Wednesday, 17 July 2013

The Science Fair Letter


How many adults who eventually become scientists get their start as children at science fairs? Or more likely, how many are scared away permanently? Like the championship game for the sports guys, the school play for the thespians, the science nerds enter science fairs in the name of school spirit. Even after experiencing this horror once, I actually submitted myself to it a second time, and with all the self-delusion of a TV show contestant, actually expected to win.

My first exposure was in grade eight, when science fair projects were mandatory. My father, who had never entered a science fair when he was a kid, suddenly became a Science Dad. I had some vague idea about constellations, poking holes in cardboard to be held up to a light so you could see something like the real thing. Before I knew what was happening, my father assembled a metre wide globe from poster board, cut a hole in the bottom for people to stick their heads into, painted the inside black with several coats of non-reflective paint, painted the outside sky blue, transformed the entire night sky into its reverse image and stencilled it onto the outside, somehow got ahold of a dentist's drill and bored the stars into the appropriate pattern, the brightest ones getting the largest holes, while I stood by and watched. He cut a hole in an old card table for the planetarium to rest in, and you crawled under, stuck your head into the globe and experienced the night sky. In these days, long before the Internet provided instructions for everything, this was almost a miracle. 

At the school science fair, the vice principal ran down the stairs, shouting to me, "Did you make this?!!" with enormous excitement. Of course, afraid that I would get a lousy grade, I lied and he was fooled. But at the city championships it was obvious to all the judges that there was no way a 13 year old could have done this. I did not win. The planetarium rolled around the house for a few years, and was then donated to the school, where undoubtedly it was stored in a closet until the mice found it.

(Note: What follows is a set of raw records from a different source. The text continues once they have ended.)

//! Hotel admin floor-plan editor

use dioxus::prelude::*;
use dioxus::router::Navigator;
use std::future::Future;

use crate::app::Route;
use crate::components::{
    Button, Checkbox, EmptyState, ErrorMessage, RoomTileView, Select, Spinner, StatusLegend,
};
use crate::editor::{ActionOutcome, CanvasBounds, GridSettings, Point};
use crate::hooks::{EditorHandle, SessionContext, use_layout_editor, use_require_role, use_session};
use crate::models::UserRole;
use crate::utils::parse_grid_size;

pub(crate) const STAFF_ROLES: &[UserRole] = &[UserRole::HotelAdmin, UserRole::HotelSuperAdmin];

/// Canvas background drawing the grid lines
pub fn grid_background(grid: &GridSettings) -> String {
    if !grid.show_grid {
        return String::new();
    }
    let size = grid.size();
    format!(
        "background-image: linear-gradient(to right, #e5e7eb 1px, transparent 1px), \
         linear-gradient(to bottom, #e5e7eb 1px, transparent 1px); \
         background-size: {size}px {size}px;"
    )
}

/// Run an editor action in the background, sending the user to login if the
/// server rejected their session
fn spawn_action<F, Fut>(editor: &EditorHandle, context: &SessionContext, navigator: Navigator, action: F)
where
    F: FnOnce(EditorHandle) -> Fut + 'static,
    Fut: Future<Output = ActionOutcome> + 'static,
{
    let editor = editor.clone();
    let mut context = context.clone();
    spawn(async move {
        if action(editor).await.needs_login() {
            context.logout();
            navigator.replace(Route::LoginPage {});
        }
    });
}

#[component]
pub fn RoomLayoutPage() -> Element {
    let Some(user) = use_require_role(STAFF_ROLES) else {
        return rsx! { Spinner { message: Some("Checking access...".to_string()) } };
    };
    let Some(hotel_id) = user.hotel_id else {
        return rsx! {
            ErrorMessage { message: "Your account is not linked to a hotel".to_string() }
        };
    };

    rsx! { LayoutEditorView { hotel_id } }
}

#[component]
fn LayoutEditorView(hotel_id: i64) -> Element {
    let context = use_session();
    let navigator = use_navigator();
    let editor = use_layout_editor(hotel_id);
    let mut state = *editor.store();
    let mut canvas_origin = use_signal(Point::default);

    let view = state.read().clone();
    let dragged = view.drag().dragged_tile();
    let floor_value = view.selected_floor.map(|f| f.to_string()).unwrap_or_default();
    let type_value = view.room_type_filter.map(|t| t.to_string()).unwrap_or_default();
    let floor_options: Vec<(String, String)> = view
        .floors
        .iter()
        .map(|f| (f.to_string(), format!("Floor {f}")))
        .collect();
    let type_options: Vec<(String, String)> = std::iter::once((String::new(), "All types".to_string()))
        .chain(view.room_types.iter().map(|t| (t.id.to_string(), t.type_name.clone())))
        .collect();
    let background = grid_background(&view.grid);
    let canvas_height = view.canvas.height;
    let grid_size = view.grid.size();
    let summary = format!(
        "{} rooms shown, {} placed. Drag a room to move it, then save.",
        view.tiles.len(),
        view.placed_count()
    );

    let on_floor = {
        let (editor, context) = (editor.clone(), context.clone());
        move |value: String| {
            if let Ok(floor) = value.parse::<i32>() {
                spawn_action(&editor, &context, navigator, move |e| async move {
                    e.show_floor(floor).await;
                    ActionOutcome::Completed
                });
            }
        }
    };
    let on_room_type = {
        let (editor, context) = (editor.clone(), context.clone());
        move |value: String| {
            let room_type = value.parse::<i64>().ok();
            spawn_action(&editor, &context, navigator, move |e| async move {
                e.filter_room_type(room_type).await;
                ActionOutcome::Completed
            });
        }
    };
    let on_save = {
        let (editor, context) = (editor.clone(), context.clone());
        move |_| spawn_action(&editor, &context, navigator, |e| async move { e.save_layout().await })
    };
    let on_arrange = {
        let (editor, context) = (editor.clone(), context.clone());
        move |_| spawn_action(&editor, &context, navigator, |e| async move { e.prompt_auto_arrange().await })
    };
    let on_reset = {
        let (editor, context) = (editor.clone(), context.clone());
        move |_| spawn_action(&editor, &context, navigator, |e| async move { e.reset_layout().await })
    };
    let on_refresh = {
        let (editor, context) = (editor.clone(), context.clone());
        move |_| {
            spawn_action(&editor, &context, navigator, |e| async move {
                e.load_rooms().await;
                ActionOutcome::Completed
            })
        }
    };

    let on_mounted = {
        let editor = editor.clone();
        move |element: Event<MountedData>| {
            let editor = editor.clone();
            async move {
                match element.get_client_rect().await {
                    Ok(rect) => {
                        canvas_origin.set(Point::new(rect.origin.x, rect.origin.y));
                        editor.set_canvas(CanvasBounds::new(rect.width(), rect.height()));
                    }
                    Err(e) => tracing::warn!("could not measure canvas: {e:?}"),
                }
            }
        }
    };
    let on_move = {
        let editor = editor.clone();
        move |evt: MouseEvent| {
            let pointer = evt.client_coordinates();
            editor.continue_drag(Point::new(pointer.x, pointer.y) - canvas_origin());
        }
    };
    let on_release = {
        let editor = editor.clone();
        move |_| editor.end_drag()
    };
    let on_leave = {
        let editor = editor.clone();
        move |_| editor.end_drag()
    };
    let on_grab = {
        let editor = editor.clone();
        move |(tile_id, pointer): (i64, Point)| {
            editor.begin_drag(tile_id, pointer - canvas_origin());
        }
    };

    let canvas = if view.is_loading() {
        rsx! { Spinner { message: Some("Loading rooms...".to_string()) } }
    } else if view.floors.is_empty() {
        rsx! { EmptyState { message: "This hotel has no rooms yet".to_string() } }
    } else {
        rsx! {
            div {
                class: "relative w-full overflow-hidden rounded-lg border-2 border-gray-300 bg-white select-none",
                style: "height: {canvas_height}px; {background}",
                onmounted: on_mounted,
                onmousemove: on_move,
                onmouseup: on_release,
                onmouseleave: on_leave,
                if view.tiles.is_empty() {
                    EmptyState { message: "No rooms on this floor".to_string() }
                }
                for tile in view.tiles.iter().cloned() {
                    RoomTileView {
                        key: "{tile.id}",
                        dragging: dragged == Some(tile.id),
                        tile,
                        ongrab: on_grab.clone(),
                    }
                }
            }
        }
    };

    rsx! {
        div { class: "space-y-4",
            div { class: "flex items-center justify-between",
                h1 { class: "text-2xl font-bold text-gray-900", "Room Layout" }
                if view.is_dirty() {
                    span { class: "rounded-full bg-yellow-100 px-3 py-1 text-sm text-yellow-800",
                        "● Unsaved changes"
                    }
                }
            }

            div { class: "flex flex-wrap items-end gap-4 rounded-lg bg-white p-4 shadow",
                Select {
                    label: "Floor".to_string(),
                    value: floor_value,
                    options: floor_options,
                    disabled: view.is_saving(),
                    onchange: on_floor,
                }
                Select {
                    label: "Room type".to_string(),
                    value: type_value,
                    options: type_options,
                    disabled: view.is_saving(),
                    onchange: on_room_type,
                }
                label { class: "flex flex-col text-sm font-medium text-gray-700",
                    "Grid size"
                    input {
                        r#type: "number",
                        class: "mt-1 w-24 rounded-md border border-gray-300 px-3 py-2 text-sm",
                        min: "5",
                        max: "50",
                        value: "{grid_size}",
                        onchange: move |evt| state.write().set_grid_size(parse_grid_size(&evt.value()))
                    }
                }
                Checkbox {
                    label: "Show grid".to_string(),
                    checked: view.grid.show_grid,
                    onchange: move |checked| state.write().set_show_grid(checked),
                }
                Checkbox {
                    label: "Snap to grid".to_string(),
                    checked: view.grid.snap_to_grid,
                    onchange: move |checked| state.write().set_snap_to_grid(checked),
                }
                div { class: "ml-auto flex gap-2",
                    Button { disabled: !view.can_save(), onclick: on_save,
                        if view.is_saving() { "Saving..." } else { "Save Layout" }
                    }
                    Button {
                        variant: "success".to_string(),
                        disabled: view.is_saving() || view.tiles.is_empty(),
                        onclick: on_arrange,
                        "Auto Arrange"
                    }
                    Button {
                        variant: "danger".to_string(),
                        disabled: view.is_saving(),
                        onclick: on_reset,
                        "Reset"
                    }
                    Button {
                        variant: "secondary".to_string(),
                        disabled: view.is_saving(),
                        onclick: on_refresh,
                        "Refresh"
                    }
                }
            }

            p { class: "text-sm text-gray-600", "{summary}" }
            {canvas}
            StatusLegend {}
        }
    }
}

#[cfg(test)]
mod tests {
    use super::*;

    #[test]
    fn test_grid_background_follows_settings() {
        let grid = GridSettings::default().with_size(25);
        assert!(grid_background(&grid).contains("background-size: 25px 25px;"));

        let mut hidden = grid;
        hidden.show_grid = false;
        assert_eq!(grid_background(&hidden), "");
    }
}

In high school, science fair projects were no longer obligatory, but in grade eleven I made the mistake of joining the new science club, started by our enthusiastic new physics teacher. Unfortunately, he wanted everyone in the club to participate in the city wide fair and could not imagine that anyone might be reluctant to devote all their spare time, including a full weekend at the fair, to a project. He suggested that a friend and I reproduce the famous Miller experiment, in which amino acids (the building blocks of proteins) are spontaneously synthesized from ammonia, methane, hydrogen (simulating the ancient Earth's atmosphere) and water (the ocean) by shooting electric sparks (the angry gods, or was it lightning?) repeatedly through the vapour. 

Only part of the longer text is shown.